Wbrew pozorom nie oznacza to, iż aplikacje nie mogą wykonywać zadań w tle, bo mogą lecz przez bardzo ograniczony czas. Aby było to możliwe, deweloper odpowiedzialny za daną aplikację musi skorzystać z udostępnionego przez Apple mechanizmu, który pozwoli apce pracować jeszcze przez chwilę. W pierwszym z wymienionych przypadków (pobieranie plików w grze) często nie jest możliwe pobieranie plików po zminimalizowaniu gry. W drugim przypadku (pobieranie filmu z chmury do odtwarzacza wideo) może zakończyć się to a) sukcesem lub b) błędem, co wynika z:

Reklama

a) aplikacja ukończyła zadanie, jakie było jej powierzone
b) aplikacja została „ubita” przez system nim zdążyła zakończyć powierzone jej zadanie

Aplikacje na iOS NIE zawsze są lżejsze niż te na Androida

Oba systemy prezentują sobą różne podejścia do zarządzania plikami w tle, jednak w przypadku aktualnie otwartych aplikacji zachowują się bardzo podobnie,. Dokładnie temat ten przeanalizował „profesor” Gary z GaryExplains.

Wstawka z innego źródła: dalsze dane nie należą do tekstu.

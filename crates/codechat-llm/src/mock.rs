//! Scriptable provider for tests. Enabled with the `mock` feature.

use std::collections::VecDeque;
use std::sync::Arc;
use std::sync::atomic::{AtomicUsize, Ordering};

use std::sync::Mutex;

use crate::error::LlmError;
use crate::provider::{LlmProvider, Message};

const EMBEDDING_DIM: usize = 64;

/// Provider that replays scripted responses and produces deterministic
/// embeddings, so pipelines can be exercised without a live backend.
#[derive(Debug, Clone)]
pub struct MockProvider {
    responses: Arc<Mutex<VecDeque<String>>>,
    default_response: String,
    fail_chat: bool,
    chat_calls: Arc<AtomicUsize>,
}

impl Default for MockProvider {
    fn default() -> Self {
        Self {
            responses: Arc::new(Mutex::new(VecDeque::new())),
            default_response: "mock response".to_string(),
            fail_chat: false,
            chat_calls: Arc::new(AtomicUsize::new(0)),
        }
    }
}

impl MockProvider {
    #[must_use]
    pub fn new() -> Self {
        Self::default()
    }

    /// Queue responses returned by `chat` in order. Once exhausted the
    /// default response is returned.
    #[must_use]
    pub fn with_responses<I, S>(self, responses: I) -> Self
    where
        I: IntoIterator<Item = S>,
        S: Into<String>,
    {
        {
            let mut queue = self.responses.lock().unwrap_or_else(|e| e.into_inner());
            queue.extend(responses.into_iter().map(Into::into));
        }
        self
    }

    #[must_use]
    pub fn with_default_response(mut self, response: impl Into<String>) -> Self {
        self.default_response = response.into();
        self
    }

    /// Make every `chat` call fail.
    #[must_use]
    pub fn with_failing_chat(mut self) -> Self {
        self.fail_chat = true;
        self
    }

    /// Number of `chat` calls made so far, across clones.
    #[must_use]
    pub fn chat_call_count(&self) -> usize {
        self.chat_calls.load(Ordering::SeqCst)
    }
}

/// Deterministic unit-length embedding: characters are bucketed by
/// position so similar texts land near each other.
fn hash_embedding(text: &str) -> Vec<f32> {
    let mut buckets = vec![0.0_f32; EMBEDDING_DIM];
    for (i, byte) in text.bytes().enumerate() {
        buckets[(usize::from(byte) + i) % EMBEDDING_DIM] += 1.0;
    }
    let norm = buckets.iter().map(|v| v * v).sum::<f32>().sqrt();
    if norm > 0.0 {
        for v in &mut buckets {
            *v /= norm;
        }
    }
    buckets
}

impl LlmProvider for MockProvider {
    fn name(&self) -> &'static str {
        "mock"
    }

    async fn chat(&self, _messages: &[Message]) -> Result<String, LlmError> {
        self.chat_calls.fetch_add(1, Ordering::SeqCst);
        if self.fail_chat {
            return Err(LlmError::Other("mock chat failure".to_string()));
        }
        let next = {
            let mut queue = self.responses.lock().unwrap_or_else(|e| e.into_inner());
            queue.pop_front()
        };
        Ok(next.unwrap_or_else(|| self.default_response.clone()))
    }

    async fn embed(&self, text: &str) -> Result<Vec<f32>, LlmError> {
        Ok(hash_embedding(text))
    }
}

#[cfg(test)]
mod tests {
    use super::*;
    use crate::provider::Role;

    #[tokio::test]
    async fn scripted_responses_replay_in_order() {
        let provider = MockProvider::new().with_responses(["first", "second"]);
        let msgs = vec![Message::new(Role::User, "q")];
        assert_eq!(provider.chat(&msgs).await.unwrap(), "first");
        assert_eq!(provider.chat(&msgs).await.unwrap(), "second");
        assert_eq!(provider.chat(&msgs).await.unwrap(), "mock response");
    }

    #[tokio::test]
    async fn failing_chat_returns_error() {
        let provider = MockProvider::new().with_failing_chat();
        let msgs = vec![Message::new(Role::User, "q")];
        assert!(provider.chat(&msgs).await.is_err());
    }

    #[tokio::test]
    async fn chat_calls_are_counted_across_clones() {
        let provider = MockProvider::new();
        let clone = provider.clone();
        let msgs = vec![Message::new(Role::User, "q")];
        clone.chat(&msgs).await.unwrap();
        clone.chat(&msgs).await.unwrap();
        assert_eq!(provider.chat_call_count(), 2);
    }

    #[tokio::test]
    async fn embeddings_are_deterministic_and_normalized() {
        let provider = MockProvider::new();
        let a = provider.embed("fn main() {}").await.unwrap();
        let b = provider.embed("fn main() {}").await.unwrap();
        assert_eq!(a, b);
        assert_eq!(a.len(), EMBEDDING_DIM);
        let norm = a.iter().map(|v| v * v).sum::<f32>().sqrt();
        assert!((norm - 1.0).abs() < 1e-5);
    }

    #[tokio::test]
    async fn different_texts_embed_differently() {
        let provider = MockProvider::new();
        let a = provider.embed("alpha").await.unwrap();
        let b = provider.embed("a completely different text").await.unwrap();
        assert_ne!(a, b);
    }
}
//! Embedding pipeline from chunks into the vector index.

use std::collections::HashMap;

use codechat_llm::LlmProvider;

use crate::chunker::Chunk;
use crate::error::Result;
use crate::store::VectorIndex;

/// Counters from one indexing run.
#[derive(Clone, Copy, Debug, Default, PartialEq, Eq)]
pub struct IndexReport {
    pub chunks_indexed: usize,
    pub embeddings_computed: usize,
    pub embeddings_reused: usize,
}

/// Embed every chunk and build the index. Chunks with identical content
/// hashes share one embedding call.
///
/// # Errors
///
/// Returns an error when an embedding request fails or a provider
/// returns vectors of inconsistent dimensions.
pub async fn build_index<P: LlmProvider>(
    chunks: Vec<Chunk>,
    provider: &P,
) -> Result<(VectorIndex, IndexReport)> {
    let mut index = VectorIndex::new();
    let mut report = IndexReport::default();
    let mut cache: HashMap<String, Vec<f32>> = HashMap::new();

    for chunk in chunks {
        let vector = if let Some(vector) = cache.get(&chunk.content_hash) {
            report.embeddings_reused += 1;
            vector.clone()
        } else {
            let vector = provider.embed(&chunk.text).await?;
            report.embeddings_computed += 1;
            cache.insert(chunk.content_hash.clone(), vector.clone());
            vector
        };
        index.insert(vector, chunk)?;
        report.chunks_indexed += 1;
    }

    tracing::info!(
        chunks = report.chunks_indexed,
        computed = report.embeddings_computed,
        reused = report.embeddings_reused,
        "built vector index"
    );
    Ok((index, report))
}

#[cfg(test)]
mod tests {
    use super::*;
    use crate::Lang;
    use codechat_llm::mock::MockProvider;
    use std::path::PathBuf;

    fn chunk(text: &str) -> Chunk {
        Chunk {
            text: text.to_string(),
            language: Lang::Rust,
            origin_path: PathBuf::from("lib.rs"),
            chunk_index: 0,
            overlap_with_previous: 0,
            content_hash: blake3::hash(text.as_bytes()).to_hex().to_string(),
        }
    }

    #[tokio::test]
    async fn indexes_every_chunk() {
        let provider = MockProvider::new();
        let chunks = vec![chunk("fn a() {}"), chunk("fn b() {}"), chunk("fn c() {}")];
        let (index, report) = build_index(chunks, &provider).await.unwrap();
        assert_eq!(index.len(), 3);
        assert_eq!(report.chunks_indexed, 3);
        assert_eq!(report.embeddings_computed, 3);
        assert_eq!(report.embeddings_reused, 0);
    }

    #[tokio::test]
    async fn duplicate_content_reuses_embeddings() {
        let provider = MockProvider::new();
        let chunks = vec![chunk("same"), chunk("same"), chunk("other")];
        let (index, report) = build_index(chunks, &provider).await.unwrap();
        assert_eq!(index.len(), 3);
        assert_eq!(report.embeddings_computed, 2);
        assert_eq!(report.embeddings_reused, 1);
    }

    #[tokio::test]
    async fn empty_input_builds_empty_index() {
        let provider = MockProvider::new();
        let (index, report) = build_index(Vec::new(), &provider).await.unwrap();
        assert!(index.is_empty());
        assert_eq!(report, IndexReport::default());
    }
}
//! Language detection and split-point tables.
//!
//! Only files whose extension appears in the table below are indexed;
//! everything else in a source directory is skipped.

use serde::{Deserialize, Serialize};

/// Languages the chunker understands.
#[derive(Clone, Copy, Debug, PartialEq, Eq, Hash, Serialize, Deserialize)]
#[serde(rename_all = "lowercase")]
pub enum Lang {
    Cpp,
    Go,
    Java,
    Kotlin,
    Js,
    Ts,
    Php,
    Proto,
    Python,
    Rst,
    Ruby,
    Rust,
    Scala,
    Swift,
    Markdown,
    Latex,
    Html,
    Sol,
    CSharp,
}

impl Lang {
    #[must_use]
    pub fn id(self) -> &'static str {
        match self {
            Self::Cpp => "cpp",
            Self::Go => "go",
            Self::Java => "java",
            Self::Kotlin => "kotlin",
            Self::Js => "js",
            Self::Ts => "ts",
            Self::Php => "php",
            Self::Proto => "proto",
            Self::Python => "python",
            Self::Rst => "rst",
            Self::Ruby => "ruby",
            Self::Rust => "rust",
            Self::Scala => "scala",
            Self::Swift => "swift",
            Self::Markdown => "markdown",
            Self::Latex => "latex",
            Self::Html => "html",
            Self::Sol => "sol",
            Self::CSharp => "csharp",
        }
    }

    /// Separators tried in order by the splitter, most structural first.
    /// Every list ends with `["\n\n", "\n", " ", ""]` so any text can be
    /// split down to the size limit.
    #[must_use]
    #[allow(clippy::too_many_lines)]
    pub fn separators(self) -> &'static [&'static str] {
        match self {
            Self::Cpp => &[
                "\nclass ", "\nvoid ", "\nint ", "\nfloat ", "\ndouble ", "\nif ", "\nfor ",
                "\nwhile ", "\nswitch ", "\ncase ", "\n\n", "\n", " ", "",
            ],
            Self::Go => &[
                "\nfunc ", "\nvar ", "\nconst ", "\ntype ", "\nif ", "\nfor ", "\nswitch ",
                "\ncase ", "\n\n", "\n", " ", "",
            ],
            Self::Java => &[
                "\nclass ", "\npublic ", "\nprotected ", "\nprivate ", "\nstatic ", "\nif ",
                "\nfor ", "\nwhile ", "\nswitch ", "\ncase ", "\n\n", "\n", " ", "",
            ],
            Self::Kotlin => &[
                "\nclass ", "\npublic ", "\nprotected ", "\nprivate ", "\ninternal ",
                "\ncompanion ", "\nfun ", "\nval ", "\nvar ", "\nif ", "\nfor ", "\nwhile ",
                "\nwhen ", "\nelse ", "\n\n", "\n", " ", "",
            ],
            Self::Js => &[
                "\nfunction ", "\nconst ", "\nlet ", "\nvar ", "\nclass ", "\nif ", "\nfor ",
                "\nwhile ", "\nswitch ", "\ncase ", "\ndefault ", "\n\n", "\n", " ", "",
            ],
            Self::Ts => &[
                "\nenum ", "\ninterface ", "\nnamespace ", "\ntype ", "\nfunction ", "\nconst ",
                "\nlet ", "\nvar ", "\nclass ", "\nif ", "\nfor ", "\nwhile ", "\nswitch ",
                "\ncase ", "\ndefault ", "\n\n", "\n", " ", "",
            ],
            Self::Php => &[
                "\nfunction ", "\nclass ", "\nif ", "\nforeach ", "\nwhile ", "\ndo ",
                "\nswitch ", "\ncase ", "\n\n", "\n", " ", "",
            ],
            Self::Proto => &[
                "\nmessage ", "\nservice ", "\nenum ", "\noption ", "\nimport ", "\nsyntax ",
                "\n\n", "\n", " ", "",
            ],
            Self::Python => &["\nclass ", "\ndef ", "\n\tdef ", "\n\n", "\n", " ", ""],
            Self::Rst => &["\n\n.. ", "\n\n", "\n", " ", ""],
            Self::Ruby => &[
                "\ndef ", "\nclass ", "\nmodule ", "\nif ", "\nunless ", "\nwhile ", "\nfor ",
                "\nbegin ", "\nrescue ", "\n\n", "\n", " ", "",
            ],
            Self::Rust => &[
                "\nfn ", "\npub ", "\nimpl ", "\nstruct ", "\nenum ", "\ntrait ", "\nmod ",
                "\nconst ", "\nlet ", "\nif ", "\nwhile ", "\nfor ", "\nloop ", "\nmatch ",
                "\n\n", "\n", " ", "",
            ],
            Self::Scala => &[
                "\nclass ", "\nobject ", "\ndef ", "\nval ", "\nvar ", "\nif ", "\nfor ",
                "\nwhile ", "\nmatch ", "\ncase ", "\n\n", "\n", " ", "",
            ],
            Self::Swift => &[
                "\nfunc ", "\nclass ", "\nstruct ", "\nenum ", "\nif ", "\nfor ", "\nwhile ",
                "\ndo ", "\nswitch ", "\ncase ", "\n\n", "\n", " ", "",
            ],
            Self::Markdown => &[
                "\n# ", "\n## ", "\n### ", "\n#### ", "\n##### ", "\n###### ", "\n\n---\n\n",
                "\n\n***\n\n", "\n\n", "\n", " ", "",
            ],
            Self::Latex => &[
                "\n\\chapter{", "\n\\section{", "\n\\subsection{", "\n\\subsubsection{",
                "\n\\begin{", "\n\n", "\n", " ", "",
            ],
            Self::Html => &[
                "<body", "<div", "<p", "<br", "<li", "<h1", "<h2", "<h3", "<h4", "<h5", "<h6",
                "<span", "<table", "<tr", "<td", "<th", "<ul", "<ol", "<header", "<footer",
                "<nav", "<head", "<style", "<script", "<meta", "<title", "\n\n", "\n", " ", "",
            ],
            Self::Sol => &[
                "\npragma ", "\nusing ", "\ncontract ", "\ninterface ", "\nlibrary ",
                "\nconstructor ", "\ntype ", "\nfunction ", "\nevent ", "\nmodifier ",
                "\nerror ", "\nstruct ", "\nenum ", "\nif ", "\nfor ", "\nwhile ",
                "\nassembly ", "\n\n", "\n", " ", "",
            ],
            Self::CSharp => &[
                "\ninterface ", "\nenum ", "\ndelegate ", "\nevent ", "\nclass ", "\nabstract ",
                "\npublic ", "\nprotected ", "\nprivate ", "\nstatic ", "\nif ", "\nfor ",
                "\nforeach ", "\nwhile ", "\nswitch ", "\ncase ", "\nelse ", "\n\n", "\n", " ",
                "",
            ],
        }
    }
}

/// Map a file extension (without the dot, case-sensitive) to its language.
/// Returns `None` for anything outside the supported set.
#[must_use]
pub fn detect_language(extension: &str) -> Option<Lang> {
    let lang = match extension {
        "cpp" => Lang::Cpp,
        "go" => Lang::Go,
        "java" => Lang::Java,
        "kt" => Lang::Kotlin,
        "js" => Lang::Js,
        "ts" => Lang::Ts,
        "php" => Lang::Php,
        "proto" => Lang::Proto,
        "py" => Lang::Python,
        "rst" => Lang::Rst,
        "rb" => Lang::Ruby,
        "rs" => Lang::Rust,
        "scala" => Lang::Scala,
        "swift" => Lang::Swift,
        "md" => Lang::Markdown,
        "tex" => Lang::Latex,
        "html" => Lang::Html,
        "sol" => Lang::Sol,
        "cs" => Lang::CSharp,
        _ => return None,
    };
    Some(lang)
}

#[cfg(test)]
mod tests {
    use super::*;

    #[test]
    fn known_extensions_map() {
        assert_eq!(detect_language("py"), Some(Lang::Python));
        assert_eq!(detect_language("rs"), Some(Lang::Rust));
        assert_eq!(detect_language("kt"), Some(Lang::Kotlin));
        assert_eq!(detect_language("cs"), Some(Lang::CSharp));
    }

    #[test]
    fn unknown_extensions_are_none() {
        assert_eq!(detect_language("txt"), None);
        assert_eq!(detect_language("json"), None);
        assert_eq!(detect_language(""), None);
    }

    #[test]
    fn detection_is_case_sensitive() {
        assert_eq!(detect_language("PY"), None);
        assert_eq!(detect_language("Rs"), None);
    }

    #[test]
    fn every_separator_list_ends_with_fallbacks() {
        let langs = [
            Lang::Cpp,
            Lang::Go,
            Lang::Java,
            Lang::Kotlin,
            Lang::Js,
            Lang::Ts,
            Lang::Php,
            Lang::Proto,
            Lang::Python,
            Lang::Rst,
            Lang::Ruby,
            Lang::Rust,
            Lang::Scala,
            Lang::Swift,
            Lang::Markdown,
            Lang::Latex,
            Lang::Html,
            Lang::Sol,
            Lang::CSharp,
        ];
        for lang in langs {
            let seps = lang.separators();
            let n = seps.len();
            assert!(n >= 4, "{} has too few separators", lang.id());
            assert_eq!(seps[n - 1], "", "{} must end with \"\"", lang.id());
            assert_eq!(seps[n - 2], " ");
            assert_eq!(seps[n - 3], "\n");
        }
    }

    #[test]
    fn lang_serializes_lowercase() {
        assert_eq!(serde_json::to_string(&Lang::Python).unwrap(), "\"python\"");
        assert_eq!(serde_json::to_string(&Lang::CSharp).unwrap(), "\"csharp\"");
    }
}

Źródło: http://bit.do/frP7Y (6:39)

Jak wykazał przeprowadzony przez niego test (wyniki widoczne są na obrazku powyżej) aplikacje na iOS-a nie zawsze potrzebują mniej pamięci RAM niż ich wersje dla Androida. O ile YouTube potrzebował dużo mniej pamięci (90MB zamiast 184MB), o tyle gra Temple Run 2 potrzebowała jej o wiele więcej (364MB zamiast 211MB)

Zobacz również: Android vs iOS

To dobrze jeśli smartfon używa dużo pamięci RAM

RAM można podzielić na kilka typów, a wśród nich Free RAM (wolny RAM) oraz Available RAM (dostępny RAM). Wolny RAM oznacza, iż pamięć nie jest wykorzystywana w żaden sposób, co jest nieefektywne i niepożądane. W końcu nie bez powodu przyjęło się, że im lepszy jest system, tym mniej Free RAM-u pozostawia. Dobry system potrafi tę wolną przestrzeń zagospodarować i to właśnie dlatego istotny jest Available RAM. Oznacza to, że pamięć jest wykorzystywana przez system, np. jako miejsce do caschowania (w przypadku buszowania po sieci oznacza to, że zawartość strony jest pobierana i zapisywana w pamięci cache.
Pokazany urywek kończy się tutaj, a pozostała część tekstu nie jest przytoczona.